500g calamari tubes, Falklands please!
1 tsp white pepper
Salt to season
100g plain flour
Sunflower oil to deep fry
Fresh coriander and spring onion to garnish
1 – 2 dried red chillies, roasted
1 Tbsp Muscovado sugar
75ml lemon juice
2 cloves garlic, lightly crushed
50ml fish sauce
To make the dressing: Pound the roasted red chillies. Combine sugar, lemon juice, fish sauce and garlic. Stir until the sugar dissolves.
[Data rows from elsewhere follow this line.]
use crate::config::Settings;
use crate::error::LoadError;
use serde::Deserialize;
use std::fmt;

/// Bearer token for the booking API. `Debug` does not print the secret.
#[derive(Clone, PartialEq, Eq)]
pub struct AccessToken(String);

impl AccessToken {
    pub fn new(token: impl Into<String>) -> Self {
        Self(token.into())
    }

    pub fn secret(&self) -> &str {
        &self.0
    }
}

impl fmt::Debug for AccessToken {
    fn fmt(&self, f: &mut fmt::Formatter<'_>) -> fmt::Result {
        f.write_str("AccessToken(..)")
    }
}

#[async_trait::async_trait]
pub trait TokenSource: Send + Sync {
    /// Fetches a fresh token. Called once per load.
    async fn access_token(&self) -> Result<AccessToken, LoadError>;
}

/// `{status, accessToken}` on success, `{status: "error", message}` on failure.
#[derive(Debug, Clone, Deserialize)]
#[serde(rename_all = "camelCase")]
pub struct TokenResponse {
    #[serde(default)]
    pub status: Option<String>,
    #[serde(default)]
    pub access_token: Option<String>,
    #[serde(default)]
    pub message: Option<String>,
}

impl TokenResponse {
    pub fn into_token(self) -> Result<AccessToken, LoadError> {
        if self
            .status
            .as_deref()
            .is_some_and(|s| s.eq_ignore_ascii_case("error"))
        {
            let message = self
                .message
                .filter(|m| !m.trim().is_empty())
                .unwrap_or_else(|| "token endpoint reported an error".to_string());
            return Err(LoadError::Auth(message));
        }

        self.access_token
            .map(|t| t.trim().to_string())
            .filter(|t| !t.is_empty())
            .map(AccessToken)
            .ok_or_else(|| LoadError::Auth("no access token returned".to_string()))
    }
}

#[derive(Debug, Clone)]
pub struct ScriptTokenClient {
    http: reqwest::Client,
    url: String,
}

impl ScriptTokenClient {
    pub fn new(http: reqwest::Client, url: impl Into<String>) -> Self {
        Self {
            http,
            url: url.into(),
        }
    }

    pub fn from_settings(settings: &Settings, http: reqwest::Client) -> anyhow::Result<Self> {
        Ok(Self::new(http, settings.require_token_url()?))
    }
}

#[async_trait::async_trait]
impl TokenSource for ScriptTokenClient {
    async fn access_token(&self) -> Result<AccessToken, LoadError> {
        let res = self
            .http
            .get(&self.url)
            .send()
            .await
            .map_err(|e| LoadError::Auth(format!("token request failed: {e}")))?;

        let status = res.status();
        let text = res
            .text()
            .await
            .map_err(|e| LoadError::Auth(format!("failed to read token response: {e}")))?;
        if !status.is_success() {
            tracing::warn!(http_status = %status, "token endpoint returned an error status");
            return Err(LoadError::Auth(format!("token endpoint HTTP {status}")));
        }

        let parsed = serde_json::from_str::<TokenResponse>(&text)
            .map_err(|e| LoadError::Auth(format!("token response is not valid JSON: {e}")))?;
        parsed.into_token().inspect_err(|err| {
            tracing::warn!(error = %err, "token endpoint returned no usable token");
        })
    }
}
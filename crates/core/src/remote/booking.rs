use crate::config::Settings;
use crate::domain::availability::{date_key, AvailabilityMap};
use crate::domain::product::{Product, ProductsResponse};
use crate::error::LoadError;
use crate::remote::token::AccessToken;
use crate::time::month::DayWindow;
use anyhow::Context;
use reqwest::header::{HeaderMap, HeaderValue, ACCEPT, AUTHORIZATION, CONTENT_TYPE};

pub const FARE_IDS_PARAM: &str = "productPricesDetailsIds[]";

/// The booking API seen by a calendar load.
#[async_trait::async_trait]
pub trait BookingApi: Send + Sync {
    /// Product metadata for `product_ids`, in whatever order the API returns it.
    async fn fetch_products(
        &self,
        token: &AccessToken,
        product_ids: &[String],
    ) -> Result<Vec<Product>, LoadError>;

    /// Per-day availability of every fare of `product` inside `window`.
    async fn fetch_availability(
        &self,
        token: &AccessToken,
        product: &Product,
        window: DayWindow,
    ) -> anyhow::Result<AvailabilityMap>;
}

#[derive(Debug, Clone)]
pub struct TdmsClient {
    http: reqwest::Client,
    base_url: String,
}

impl TdmsClient {
    pub fn new(http: reqwest::Client, base_url: impl Into<String>) -> Self {
        Self {
            http,
            base_url: base_url.into(),
        }
    }

    pub fn from_settings(settings: &Settings, http: reqwest::Client) -> Self {
        Self::new(http, settings.tdms_base_url.clone())
    }

    fn url(&self, path: &str) -> String {
        format!("{}/{}", self.base_url.trim_end_matches('/'), path)
    }

    fn headers(token: &AccessToken) -> anyhow::Result<HeaderMap> {
        let mut headers = HeaderMap::new();
        headers.insert(
            AUTHORIZATION,
            HeaderValue::from_str(&format!("Bearer {}", token.secret()))
                .context("access token is not a valid header value")?,
        );
        headers.insert(ACCEPT, HeaderValue::from_static("application/json"));
        headers.insert(CONTENT_TYPE, HeaderValue::from_static("application/json"));
        Ok(headers)
    }
}

pub fn products_path(product_ids: &[String]) -> String {
    format!("product/{}", product_ids.join(","))
}

/// Query for `checkAvailability`: start date, day count, then one entry per fare id.
pub fn availability_query(product: &Product, window: DayWindow) -> Vec<(&'static str, String)> {
    let mut params = vec![
        ("startDate", date_key(window.start)),
        ("days", window.days.to_string()),
    ];
    params.extend(
        product
            .fare_ids()
            .into_iter()
            .map(|id| (FARE_IDS_PARAM, id.to_string())),
    );
    params
}

#[async_trait::async_trait]
impl BookingApi for TdmsClient {
    async fn fetch_products(
        &self,
        token: &AccessToken,
        product_ids: &[String],
    ) -> Result<Vec<Product>, LoadError> {
        let headers = Self::headers(token).map_err(|e| LoadError::Auth(format!("{e:#}")))?;
        let url = self.url(&products_path(product_ids));

        let res = self
            .http
            .get(url)
            .headers(headers)
            .send()
            .await
            .map_err(|e| LoadError::Fetch(format!("Products fetch failed: {e}")))?;

        let status = res.status();
        if !status.is_success() {
            tracing::warn!(http_status = %status, "products endpoint returned an error status");
            return Err(LoadError::Fetch(format!("Products fetch failed (HTTP {status}).")));
        }

        let text = res
            .text()
            .await
            .map_err(|e| LoadError::Fetch(format!("failed to read products response: {e}")))?;
        let parsed = serde_json::from_str::<ProductsResponse>(&text)
            .map_err(|e| LoadError::Fetch(format!("products response is not valid JSON: {e}")))?;

        Ok(parsed.results)
    }

    async fn fetch_availability(
        &self,
        token: &AccessToken,
        product: &Product,
        window: DayWindow,
    ) -> anyhow::Result<AvailabilityMap> {
        let headers = Self::headers(token)?;
        let params = availability_query(product, window);

        tracing::debug!(
            product_id = %product.product_id,
            start_date = %window.start,
            days = window.days,
            fares = product.fares.len(),
            "availability request"
        );

        let res = self
            .http
            .get(self.url("checkAvailability"))
            .headers(headers)
            .query(&params)
            .send()
            .await
            .context("availability request failed")?;

        let status = res.status();
        tracing::debug!(product = %product.name, http_status = %status, "availability response");
        let text = res
            .text()
            .await
            .context("failed to read availability response")?;
        if !status.is_success() {
            anyhow::bail!("availability HTTP {status}: {text}");
        }

        serde_json::from_str::<AvailabilityMap>(&text)
            .with_context(|| format!("availability response is not a date map: {text}"))
    }
}

#[cfg(test)]
mod tests {
    use super::*;
    use crate::domain::product::Fare;
    use chrono::NaiveDate;

    fn product_with_fares(ids: &[&str]) -> Product {
        Product {
            product_id: "77".to_string(),
            name: "Whale Safari".to_string(),
            fares: ids
                .iter()
                .map(|id| Fare {
                    product_prices_details_id: id.to_string(),
                })
                .collect(),
            ..Default::default()
        }
    }

    #[test]
    fn availability_query_repeats_fare_ids() {
        let window = DayWindow {
            start: NaiveDate::from_ymd_opt(2026, 11, 1).unwrap(),
            days: 30,
        };
        let params = availability_query(&product_with_fares(&["5", "6"]), window);
        assert_eq!(
            params,
            vec![
                ("startDate", "2026-11-01".to_string()),
                ("days", "30".to_string()),
                (FARE_IDS_PARAM, "5".to_string()),
                (FARE_IDS_PARAM, "6".to_string()),
            ]
        );
    }

    #[test]
    fn products_path_joins_ids() {
        let ids = vec!["1".to_string(), "22".to_string(), "333".to_string()];
        assert_eq!(products_path(&ids), "product/1,22,333");
    }

    #[test]
    fn url_trims_trailing_slash() {
        let client = TdmsClient::new(reqwest::Client::new(), "https://example.test/apiv1/");
        assert_eq!(
            client.url("checkAvailability"),
            "https://example.test/apiv1/checkAvailability"
        );
    }

    mod http {
        use super::*;
        use crate::remote::testing::serve;
        use axum::extract::{Path, RawQuery};
        use axum::http::{HeaderMap as ReceivedHeaders, StatusCode};
        use axum::routing::get;
        use axum::{Json, Router};
        use serde_json::json;
        use std::sync::{Arc, Mutex};

        fn window() -> DayWindow {
            DayWindow {
                start: NaiveDate::from_ymd_opt(2026, 11, 1).unwrap(),
                days: 30,
            }
        }

        fn token() -> AccessToken {
            AccessToken::new("t0k")
        }

        #[tokio::test]
        async fn products_are_fetched_by_joined_ids() {
            let app = Router::new().route(
                "/product/:ids",
                get(|Path(ids): Path<String>| async move {
                    let results: Vec<_> = ids
                        .split(',')
                        .map(|id| json!({"productId": id, "name": format!("Tour {id}")}))
                        .collect();
                    Json(json!({ "results": results }))
                }),
            );
            let client = TdmsClient::new(reqwest::Client::new(), serve(app).await);

            let ids = vec!["4".to_string(), "9".to_string()];
            let products = client.fetch_products(&token(), &ids).await.unwrap();
            let names: Vec<_> = products.iter().map(|p| p.name.as_str()).collect();
            assert_eq!(names, vec!["Tour 4", "Tour 9"]);
        }

        #[tokio::test]
        async fn products_error_status_is_fetch_error() {
            let app = Router::new().route(
                "/product/:ids",
                get(|| async { (StatusCode::INTERNAL_SERVER_ERROR, "boom") }),
            );
            let client = TdmsClient::new(reqwest::Client::new(), serve(app).await);

            let err = client
                .fetch_products(&token(), &["4".to_string()])
                .await
                .unwrap_err();
            assert!(matches!(err, LoadError::Fetch(ref msg) if msg.contains("500")));
        }

        #[tokio::test]
        async fn products_invalid_json_is_fetch_error() {
            let app = Router::new().route("/product/:ids", get(|| async { "<html>login</html>" }));
            let client = TdmsClient::new(reqwest::Client::new(), serve(app).await);

            let err = client
                .fetch_products(&token(), &["4".to_string()])
                .await
                .unwrap_err();
            assert!(matches!(err, LoadError::Fetch(_)));
        }

        #[tokio::test]
        async fn products_unreachable_is_fetch_error() {
            // Bind then drop to get a port nothing listens on.
            let listener = tokio::net::TcpListener::bind("127.0.0.1:0").await.unwrap();
            let addr = listener.local_addr().unwrap();
            drop(listener);

            let client = TdmsClient::new(reqwest::Client::new(), format!("http://{addr}"));
            let err = client
                .fetch_products(&token(), &["4".to_string()])
                .await
                .unwrap_err();
            assert!(matches!(err, LoadError::Fetch(_)));
        }

        #[tokio::test]
        async fn availability_sends_window_fares_and_bearer() {
            let seen: Arc<Mutex<Option<(String, String)>>> = Arc::default();
            let recorder = seen.clone();
            let app = Router::new().route(
                "/checkAvailability",
                get(move |RawQuery(query): RawQuery, headers: ReceivedHeaders| {
                    let recorder = recorder.clone();
                    async move {
                        let auth = headers
                            .get(AUTHORIZATION)
                            .and_then(|v| v.to_str().ok())
                            .unwrap_or_default()
                            .to_string();
                        *recorder.lock().unwrap() = Some((query.unwrap_or_default(), auth));
                        Json(json!({
                            "2026-11-02": [{"ProductPricesDetailsId": 5, "NumAvailable": 2}],
                            "2026-11-03": null
                        }))
                    }
                }),
            );
            let client = TdmsClient::new(reqwest::Client::new(), serve(app).await);

            let map = client
                .fetch_availability(&token(), &product_with_fares(&["5", "6"]), window())
                .await
                .unwrap();
            assert_eq!(map.len(), 1);
            assert_eq!(
                map.day(NaiveDate::from_ymd_opt(2026, 11, 2).unwrap())
                    .map(|d| d[0].num_available),
                Some(Some(2))
            );

            let (query, auth) = seen.lock().unwrap().clone().unwrap();
            assert_eq!(auth, "Bearer t0k");
            assert_eq!(
                query,
                "startDate=2026-11-01&days=30\
                 &productPricesDetailsIds%5B%5D=5&productPricesDetailsIds%5B%5D=6"
            );
        }

        #[tokio::test]
        async fn availability_error_status_is_an_error() {
            let app = Router::new().route(
                "/checkAvailability",
                get(|| async { (StatusCode::SERVICE_UNAVAILABLE, "maintenance") }),
            );
            let client = TdmsClient::new(reqwest::Client::new(), serve(app).await);

            let err = client
                .fetch_availability(&token(), &product_with_fares(&["5"]), window())
                .await
                .unwrap_err();
            let msg = format!("{err:#}");
            assert!(msg.contains("503"), "{msg}");
            assert!(msg.contains("maintenance"), "{msg}");
        }

        #[tokio::test]
        async fn availability_non_map_body_is_an_error() {
            let app = Router::new().route(
                "/checkAvailability",
                get(|| async { Json(json!(["not", "a", "map"])) }),
            );
            let client = TdmsClient::new(reqwest::Client::new(), serve(app).await);

            assert!(client
                .fetch_availability(&token(), &product_with_fares(&["5"]), window())
                .await
                .is_err());
        }
    }

    #[test]
    fn headers_carry_bearer_token() {
        let headers = TdmsClient::headers(&AccessToken::new("t0k")).unwrap();
        assert_eq!(headers.get(AUTHORIZATION).unwrap(), "Bearer t0k");
        assert_eq!(headers.get(ACCEPT).unwrap(), "application/json");
    }
}
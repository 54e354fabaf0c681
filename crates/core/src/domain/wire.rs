//! Lenient field decoders for the booking API's loosely typed JSON.
//!
//! Ids show up as numbers or strings, counts occasionally as strings. A field that
//! cannot be interpreted decodes to its empty value instead of failing the record.

use serde::{Deserialize, Deserializer};
use serde_json::Value;

pub fn id_string<'de, D>(deserializer: D) -> Result<String, D::Error>
where
    D: Deserializer<'de>,
{
    let v = Value::deserialize(deserializer)?;
    Ok(value_to_text(&v)
        .map(|s| s.trim().to_string())
        .unwrap_or_default())
}

pub fn lenient_string<'de, D>(deserializer: D) -> Result<Option<String>, D::Error>
where
    D: Deserializer<'de>,
{
    let v = Value::deserialize(deserializer)?;
    Ok(value_to_text(&v))
}

pub fn lenient_i64<'de, D>(deserializer: D) -> Result<Option<i64>, D::Error>
where
    D: Deserializer<'de>,
{
    let v = Value::deserialize(deserializer)?;
    Ok(value_to_i64(&v))
}

fn value_to_text(v: &Value) -> Option<String> {
    match v {
        Value::String(s) => Some(s.clone()),
        Value::Number(n) => Some(n.to_string()),
        Value::Bool(b) => Some(b.to_string()),
        _ => None,
    }
}

fn value_to_i64(v: &Value) -> Option<i64> {
    match v {
        Value::Number(n) => n
            .as_i64()
            .or_else(|| n.as_f64().filter(|f| f.is_finite()).map(|f| f.trunc() as i64)),
        Value::String(s) => s.trim().parse::<i64>().ok(),
        _ => None,
    }
}

#[cfg(test)]
mod tests {
    use super::*;
    use serde_json::json;

    #[test]
    fn text_from_scalars_only() {
        assert_eq!(value_to_text(&json!(" a ")), Some(" a ".to_string()));
        assert_eq!(value_to_text(&json!(42)), Some("42".to_string()));
        assert_eq!(value_to_text(&json!(null)), None);
        assert_eq!(value_to_text(&json!([1])), None);
    }

    #[test]
    fn integers_from_numbers_and_strings() {
        assert_eq!(value_to_i64(&json!(3)), Some(3));
        assert_eq!(value_to_i64(&json!(-1.5)), Some(-1));
        assert_eq!(value_to_i64(&json!("12")), Some(12));
        assert_eq!(value_to_i64(&json!("x")), None);
        assert_eq!(value_to_i64(&json!(true)), None);
    }
}
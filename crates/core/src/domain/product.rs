use serde::{Deserialize, Serialize};

use crate::domain::preset::SortingMethod;
use crate::domain::wire;

#[derive(Debug, Clone, Default, PartialEq, Eq, Serialize, Deserialize)]
#[serde(rename_all = "camelCase")]
pub struct Product {
    #[serde(default, deserialize_with = "wire::id_string")]
    pub product_id: String,

    #[serde(default, deserialize_with = "wire::id_string")]
    pub name: String,

    #[serde(default, deserialize_with = "wire::lenient_string")]
    pub supplier_name: Option<String>,

    #[serde(default, deserialize_with = "wire::lenient_string")]
    pub duration_days: Option<String>,

    #[serde(default, deserialize_with = "wire::lenient_string")]
    pub duration_night: Option<String>,

    #[serde(rename = "faresprices", alias = "fares", default)]
    pub fares: Vec<Fare>,
}

#[derive(Debug, Clone, Default, PartialEq, Eq, Serialize, Deserialize)]
#[serde(rename_all = "camelCase")]
pub struct Fare {
    #[serde(default, deserialize_with = "wire::id_string")]
    pub product_prices_details_id: String,
}

#[derive(Debug, Clone, Default, Serialize, Deserialize)]
pub struct ProductsResponse {
    #[serde(default)]
    pub results: Vec<Product>,
}

impl Product {
    pub fn has_fares(&self) -> bool {
        !self.fares.is_empty()
    }

    pub fn fare_ids(&self) -> Vec<&str> {
        self.fares
            .iter()
            .map(|f| f.product_prices_details_id.as_str())
            .collect()
    }

    /// `"{days}/{nights}"`, with `0` standing in for missing or empty values.
    pub fn duration_label(&self) -> String {
        fn part(v: &Option<String>) -> &str {
            v.as_deref().filter(|s| !s.is_empty()).unwrap_or("0")
        }
        format!("{}/{}", part(&self.duration_days), part(&self.duration_night))
    }

    pub fn fare_ids_label(&self) -> String {
        if self.fares.is_empty() {
            return "N/A".to_string();
        }
        self.fare_ids().join(", ")
    }

    pub fn supplier_label(&self) -> &str {
        self.supplier_name.as_deref().unwrap_or("")
    }
}

/// Orders products in place. `list` ordering uses `preset_order` (product ids); products
/// missing from it go after the listed ones. Both orderings are stable.
pub fn sort_products(products: &mut [Product], method: SortingMethod, preset_order: &[String]) {
    match method {
        SortingMethod::Alphabetical => {
            products.sort_by_cached_key(|p| p.name.to_lowercase());
        }
        SortingMethod::List => {
            products.sort_by_key(|p| {
                preset_order
                    .iter()
                    .position(|id| *id == p.product_id)
                    .unwrap_or(usize::MAX)
            });
        }
    }
}
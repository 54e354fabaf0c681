use chrono::NaiveDate;
use serde::Serialize;
use std::collections::BTreeMap;

use crate::classify::tooltip::product_link_tooltip;
use crate::classify::{classify, CellState, Classification, TooltipModel};
use crate::domain::availability::{AvailabilityMap, FareAvailabilityResponse};
use crate::domain::product::Product;
use crate::time::month::{weekday_abbrev, DayWindow, MonthSelection};

/// Identifies one (product, day) cell.
#[derive(Debug, Clone, PartialEq, Eq, Hash, Serialize)]
pub struct CellId {
    pub product_id: String,
    pub date: NaiveDate,
}

#[derive(Debug, Clone, Serialize)]
pub struct DayHeader {
    pub date: NaiveDate,
    pub day: u32,
    pub weekday: &'static str,
}

#[derive(Debug, Clone, Serialize)]
pub struct DayCell {
    pub date: NaiveDate,
    /// `false` when the API returned nothing for the day.
    pub has_data: bool,
    pub responses: Vec<FareAvailabilityResponse>,
    pub classification: Classification,
}

impl DayCell {
    fn build(date: NaiveDate, responses: Option<&[FareAvailabilityResponse]>) -> Self {
        match responses {
            Some(responses) => Self {
                date,
                has_data: true,
                responses: responses.to_vec(),
                classification: classify(responses),
            },
            None => Self {
                date,
                has_data: false,
                responses: Vec::new(),
                classification: Classification::no_data(),
            },
        }
    }

    pub fn state(&self) -> CellState {
        self.classification.state
    }
}

/// Row of the products overview table.
#[derive(Debug, Clone, Serialize)]
pub struct ProductSummary {
    pub product_id: String,
    pub name: String,
    pub link: String,
    pub duration: String,
    pub fare_ids: String,
}

#[derive(Debug, Clone, Serialize)]
pub struct ProductRow {
    pub product_id: String,
    pub name: String,
    pub supplier: String,
    pub link: String,
    pub link_tooltip: TooltipModel,
    pub duration: String,
    /// The availability request failed; every cell is "no data".
    pub fetch_failed: bool,
    pub cells: Vec<DayCell>,
}

impl ProductRow {
    pub fn build(
        product: &Product,
        window: DayWindow,
        availability: &AvailabilityMap,
        link_base: &str,
        fetch_failed: bool,
    ) -> Self {
        Self {
            product_id: product.product_id.clone(),
            name: product.name.clone(),
            supplier: product.supplier_label().to_string(),
            link: product_link(link_base, product),
            link_tooltip: product_link_tooltip(product),
            duration: product.duration_label(),
            fetch_failed,
            cells: window
                .dates()
                .map(|date| DayCell::build(date, availability.day(date)))
                .collect(),
        }
    }

    pub fn label(&self) -> String {
        format!("{} - {}", self.name, self.supplier)
    }
}

#[derive(Debug, Clone, Serialize)]
pub struct CalendarGrid {
    pub month: MonthSelection,
    pub month_label: String,
    pub window: DayWindow,
    pub days: Vec<DayHeader>,
    pub summary: Vec<ProductSummary>,
    pub rows: Vec<ProductRow>,
}

impl CalendarGrid {
    /// Headers and the products overview; availability rows are appended as they arrive.
    pub fn new(
        month: MonthSelection,
        window: DayWindow,
        products: &[Product],
        link_base: &str,
    ) -> Self {
        Self {
            month,
            month_label: month.label(),
            window,
            days: window
                .dates()
                .map(|date| DayHeader {
                    date,
                    day: chrono::Datelike::day(&date),
                    weekday: weekday_abbrev(date),
                })
                .collect(),
            summary: products
                .iter()
                .map(|p| ProductSummary {
                    product_id: p.product_id.clone(),
                    name: p.name.clone(),
                    link: product_link(link_base, p),
                    duration: p.duration_label(),
                    fare_ids: p.fare_ids_label(),
                })
                .collect(),
            rows: Vec::new(),
        }
    }

    pub fn push_row(&mut self, row: ProductRow) {
        self.rows.push(row);
    }

    pub fn cell(&self, id: &CellId) -> Option<&DayCell> {
        self.rows
            .iter()
            .find(|r| r.product_id == id.product_id)?
            .cells
            .iter()
            .find(|c| c.date == id.date)
    }

    pub fn tooltip(&self, id: &CellId) -> Option<&TooltipModel> {
        self.cell(id)?.classification.tooltip.as_ref()
    }

    pub fn link_tooltip(&self, product_id: &str) -> Option<&TooltipModel> {
        self.rows
            .iter()
            .find(|r| r.product_id == product_id)
            .map(|r| &r.link_tooltip)
    }

    /// Cell count per state, for logs and summaries.
    pub fn state_counts(&self) -> BTreeMap<&'static str, usize> {
        let mut out = BTreeMap::new();
        for cell in self.rows.iter().flat_map(|r| r.cells.iter()) {
            *out.entry(cell.state().as_str()).or_insert(0) += 1;
        }
        out
    }
}

/// What the pointer is over. Hover is modelled as plain state resolved against the grid.
#[derive(Debug, Clone, PartialEq, Eq)]
pub enum Hover {
    Cell(CellId),
    ProductLink(String),
}

#[derive(Debug, Clone, Default, PartialEq, Eq)]
pub struct ViewState {
    pub hovered: Option<Hover>,
}

impl ViewState {
    pub fn enter(&mut self, target: Hover) {
        self.hovered = Some(target);
    }

    pub fn leave(&mut self) {
        self.hovered = None;
    }

    pub fn tooltip<'g>(&self, grid: &'g CalendarGrid) -> Option<&'g TooltipModel> {
        match self.hovered.as_ref()? {
            Hover::Cell(id) => grid.tooltip(id),
            Hover::ProductLink(product_id) => grid.link_tooltip(product_id),
        }
    }
}

fn product_link(link_base: &str, product: &Product) -> String {
    format!("{link_base}{}", product.product_id)
}
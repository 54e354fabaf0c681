use crate::error::LoadError;
use std::collections::HashMap;
use std::sync::atomic::{AtomicU64, Ordering};
use std::sync::{Arc, Mutex, PoisonError};

/// Tracks the newest load per session. Starting a load supersedes the previous one for the
/// same session; the superseded load notices at its next check and stops.
#[derive(Debug, Clone, Default)]
pub struct LoadCoordinator {
    inner: Arc<Shared>,
}

#[derive(Debug, Default)]
struct Shared {
    next_generation: AtomicU64,
    current: Mutex<HashMap<String, u64>>,
}

impl Shared {
    fn current(&self) -> std::sync::MutexGuard<'_, HashMap<String, u64>> {
        self.current.lock().unwrap_or_else(PoisonError::into_inner)
    }
}

impl LoadCoordinator {
    pub fn new() -> Self {
        Self::default()
    }

    pub fn begin(&self, session: &str) -> LoadTicket {
        let generation = self.inner.next_generation.fetch_add(1, Ordering::Relaxed) + 1;
        let previous = self
            .inner
            .current()
            .insert(session.to_string(), generation);
        if previous.is_some() {
            tracing::info!(session, "superseding in-flight calendar load");
        }

        LoadTicket {
            owner: Some(Owner {
                shared: Arc::clone(&self.inner),
                session: session.to_string(),
                generation,
            }),
        }
    }

    pub fn active_sessions(&self) -> usize {
        self.inner.current().len()
    }
}

/// Handle of one load. Dropping the current ticket clears its session entry.
#[derive(Debug)]
pub struct LoadTicket {
    owner: Option<Owner>,
}

#[derive(Debug)]
struct Owner {
    shared: Arc<Shared>,
    session: String,
    generation: u64,
}

impl LoadTicket {
    /// A ticket that is never superseded, for one-shot loads.
    pub fn detached() -> Self {
        Self { owner: None }
    }

    pub fn is_current(&self) -> bool {
        match &self.owner {
            None => true,
            Some(o) => o.shared.current().get(&o.session) == Some(&o.generation),
        }
    }

    pub fn ensure_current(&self) -> Result<(), LoadError> {
        if self.is_current() {
            Ok(())
        } else {
            Err(LoadError::Superseded)
        }
    }
}

impl Drop for LoadTicket {
    fn drop(&mut self) {
        let Some(o) = &self.owner else {
            return;
        };
        let mut current = o.shared.current();
        if current.get(&o.session) == Some(&o.generation) {
            current.remove(&o.session);
        }
    }
}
Place calamari in a colander and drain off excess moisture. Slide a sharp knife into the calamari tube and cut through one side of the tube. Open the tube and place flat on a cutting board. Score a criss-cross diamond pattern lightly into the flesh. Take care not to cut all the way through. Season flour with salt and white pepper. Heat oil in large frying pan on a medium to high heat. Gently toss the calamari in seasoned flour. Test the oil by dropping a piece of floured calamari into the hot oil. It should sizzle and splutter and change colour quickly. Deep fry floured calamari in 2 batches. This should take about a minute. The calamari should be medium golden brown in colour. Lift out of oil with a slotted spoon and briefly drain in a colander. Serve hot with the dressing on the side. Garnish with fresh coriander and spring onion.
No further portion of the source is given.